Alerta da Unicef. Mais de 300 crianças mortas em seis meses no Sudão

Pelo menos 330 crianças foram mortas nos últimos seis meses na guerra no Sudão, a maioria por ataques de drones, anunciou hoje a agência da ONU para a infância.

Lusa / Adicionar como fonte informativa
AFP

O Sudão está mergulhado numa guerra entre o exército sudanês e as Forças de Apoio Rápido (RSF, na sigla em inglês), um grupo paramilitar, desde abril de 2023.

A guerra está agora concentrada nos estados do Cordofão, Darfur e Nilo Azul, e os ataques com drones causam 60% das baixas, contabiliza o Fundo das Nações Unidas para a Infância (Unicef).

"As crianças estão presas num ciclo implacável de violência, deslocação e privação", afirmou Sheldon Yett, Representante da Unicef no Sudão.

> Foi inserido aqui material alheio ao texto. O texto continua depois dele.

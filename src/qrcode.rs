//! Parametric QR codes
//!
//! Endpoints:
//!   POST https://api.weixin.qq.com/cgi-bin/qrcode/create?access_token=ACCESS_TOKEN
//!   GET  https://mp.weixin.qq.com/cgi-bin/showqrcode?ticket=TICKET   (image, no token)
//!
//! Request body examples:
//!   temporary, integer scene:
//!   {"expire_seconds": 604800, "action_name": "QR_SCENE", "action_info": {"scene": {"scene_id": 123}}}
//!   permanent, string scene:
//!   {"action_name": "QR_LIMIT_STR_SCENE", "action_info": {"scene": {"scene_str": "test"}}}
//!
//! Successful response example:
//! {"ticket": "gQH47joAAAAAAAAAASxodHRwOi8vd2VpeGluLnFxLmNvbS9xL2taZ2Z3TVRtNzJXV1Brb3ZhYmJJAAIEZ23sUwMEmm3sUw==",
//!  "expire_seconds": 60, "url": "http://weixin.qq.com/q/kZgfwMTm72WWPkovabbI"}
//!
//! Scanning a code pushes `subscribe` (new follower, `EventKey` = `qrscene_` + scene)
//! or `SCAN` (existing follower, `EventKey` = scene) with the code's `Ticket`.

use reqwest::Url;
use serde::{Deserialize, Serialize};
use tracing::instrument;

use crate::client::{Error, Result, WxClient};

/// Longest lifetime of a temporary code (30 days)
pub const MAX_TEMPORARY_EXPIRE_SECS: u32 = 2_592_000;

const SHOW_QRCODE_URL: &str = "https://mp.weixin.qq.com/cgi-bin/showqrcode";

#[derive(Debug, Clone, PartialEq, Serialize)]
pub struct QrCodeRequest {
    #[serde(skip_serializing_if = "Option::is_none")]
    pub expire_seconds: Option<u32>,
    /// QR_SCENE, QR_STR_SCENE, QR_LIMIT_SCENE, QR_LIMIT_STR_SCENE
    pub action_name: &'static str,
    pub action_info: ActionInfo,
}

#[derive(Debug, Clone, PartialEq, Serialize)]
pub struct ActionInfo {
    pub scene: Scene,
}

#[derive(Debug, Clone, PartialEq, Serialize)]
#[serde(untagged)]
pub enum Scene {
    Id { scene_id: u32 },
    Str { scene_str: String },
}

impl QrCodeRequest {
    /// Temporary code with an integer scene; `expire_seconds` is capped at 30 days.
    pub fn temporary(scene_id: u32, expire_seconds: u32) -> Self {
        Self {
            expire_seconds: Some(expire_seconds.min(MAX_TEMPORARY_EXPIRE_SECS)),
            action_name: "QR_SCENE",
            action_info: ActionInfo {
                scene: Scene::Id { scene_id },
            },
        }
    }

    pub fn temporary_str(scene_str: impl Into<String>, expire_seconds: u32) -> Self {
        Self {
            expire_seconds: Some(expire_seconds.min(MAX_TEMPORARY_EXPIRE_SECS)),
            action_name: "QR_STR_SCENE",
            action_info: ActionInfo {
                scene: Scene::Str {
                    scene_str: scene_str.into(),
                },
            },
        }
    }

    /// Permanent code; scene_id must be 1..=100000.
    pub fn permanent(scene_id: u32) -> Self {
        Self {
            expire_seconds: None,
            action_name: "QR_LIMIT_SCENE",
            action_info: ActionInfo {
                scene: Scene::Id { scene_id },
            },
        }
    }

    pub fn permanent_str(scene_str: impl Into<String>) -> Self {
        Self {
            expire_seconds: None,
            action_name: "QR_LIMIT_STR_SCENE",
            action_info: ActionInfo {
                scene: Scene::Str {
                    scene_str: scene_str.into(),
                },
            },
        }
    }
}

#[derive(Debug, Clone, PartialEq, Deserialize)]
pub struct QrCodeTicket {
    pub ticket: String,
    /// Absent for permanent codes
    #[serde(default)]
    pub expire_seconds: Option<u32>,
    /// Content encoded in the image; render it yourself to skip showqrcode
    pub url: String,
}

impl QrCodeTicket {
    pub fn image_url(&self) -> Result<Url> {
        qrcode_image_url(&self.ticket)
    }
}

/// Image URL for a ticket. The ticket is URL-encoded.
pub fn qrcode_image_url(ticket: &str) -> Result<Url> {
    Url::parse_with_params(SHOW_QRCODE_URL, &[("ticket", ticket)])
        .map_err(|e| Error::InvalidUrl(e.to_string()))
}

impl WxClient {
    /// Call qrcode/create
    #[instrument(level = "debug", skip(self, access_token))]
    pub async fn create_qrcode(
        &self,
        access_token: &str,
        req: &QrCodeRequest,
    ) -> Result<QrCodeTicket> {
        let url = self.endpoint_with_token("/cgi-bin/qrcode/create", access_token)?;
        self.post_json(url, req).await
    }
}

#[cfg(test)]
mod tests {
    use super::*;
    use serde_json::json;

    #[test]
    fn request_shapes() {
        assert_eq!(
            serde_json::to_value(QrCodeRequest::temporary(123, 604800)).expect("json"),
            json!({"expire_seconds": 604800, "action_name": "QR_SCENE", "action_info": {"scene": {"scene_id": 123}}})
        );
        assert_eq!(
            serde_json::to_value(QrCodeRequest::permanent_str("test")).expect("json"),
            json!({"action_name": "QR_LIMIT_STR_SCENE", "action_info": {"scene": {"scene_str": "test"}}})
        );
    }

    #[test]
    fn temporary_expiry_is_capped() {
        let req = QrCodeRequest::temporary_str("promo", u32::MAX);
        assert_eq!(req.expire_seconds, Some(MAX_TEMPORARY_EXPIRE_SECS));
    }

    #[test]
    fn ticket_is_url_encoded() {
        let ticket: QrCodeTicket = serde_json::from_value(json!({
            "ticket": "gQH47joAAAAAAAAAASxodHRw+Lw==",
            "expire_seconds": 60,
            "url": "http://weixin.qq.com/q/kZgfwMTm72WWPkovabbI"
        }))
        .expect("decode");
        let url = ticket.image_url().expect("url");
        assert_eq!(
            url.as_str(),
            "https://mp.weixin.qq.com/cgi-bin/showqrcode?ticket=gQH47joAAAAAAAAAASxodHRw%2BLw%3D%3D"
        );
    }
}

"Para muitas crianças, já não há lugar seguro. Estão a ser mortas e feridas nas suas casas, nas ruas, nos mercados e enquanto tentam aceder a serviços essenciais, como a educação e a saúde. As crianças nunca devem ser um alvo. As suas vidas, os seus direitos e o seu futuro devem ser protegidos", acrescentou.

A ameaça persistente de ataques também intensificou o medo, a ansiedade e o trauma entre as crianças, particularmente nas comunidades que enfrentaram repetidos bombardeamentos e deslocações.

Segundo a Unicef, as crianças não enfrentam apenas o risco imediato de morte e ferimentos. O conflito continua a expô-las a graves violações, incluindo recrutamento e exploração, rapto, violência sexual e ataques a escolas e hospitais.

A ONU, os EUA, o Reino Unido e outros países manifestaram alarme sobre possíveis atrocidades, enquanto as RSF e o exército sudanês lutam pelo controlo da cidade estratégica de el-Obeid, no Cordofão do Norte.

O conflito já matou pelo menos 59.000 pessoas, desalojou cerca de 13 milhões e mergulhou muitas regiões do Sudão na fome. Mais de 30 milhões de pessoas necessitam de assistência humanitária.

Os ataques com drones e os bombardeamentos têm como alvo as infraestruturas civis, incluindo escolas, mercados, postos de combustível e de água, colocando mais de 500.000 pessoas em risco. Os civis enfrentam condições quase de cerco há mais de um ano.

A ONU apelou às partes envolvidas no conflito "para que protejam os civis e as infraestruturas civis, permitam e facilitem o acesso humanitário seguro, rápido e sem entraves e tomem todas as medidas possíveis para proteger as crianças de danos".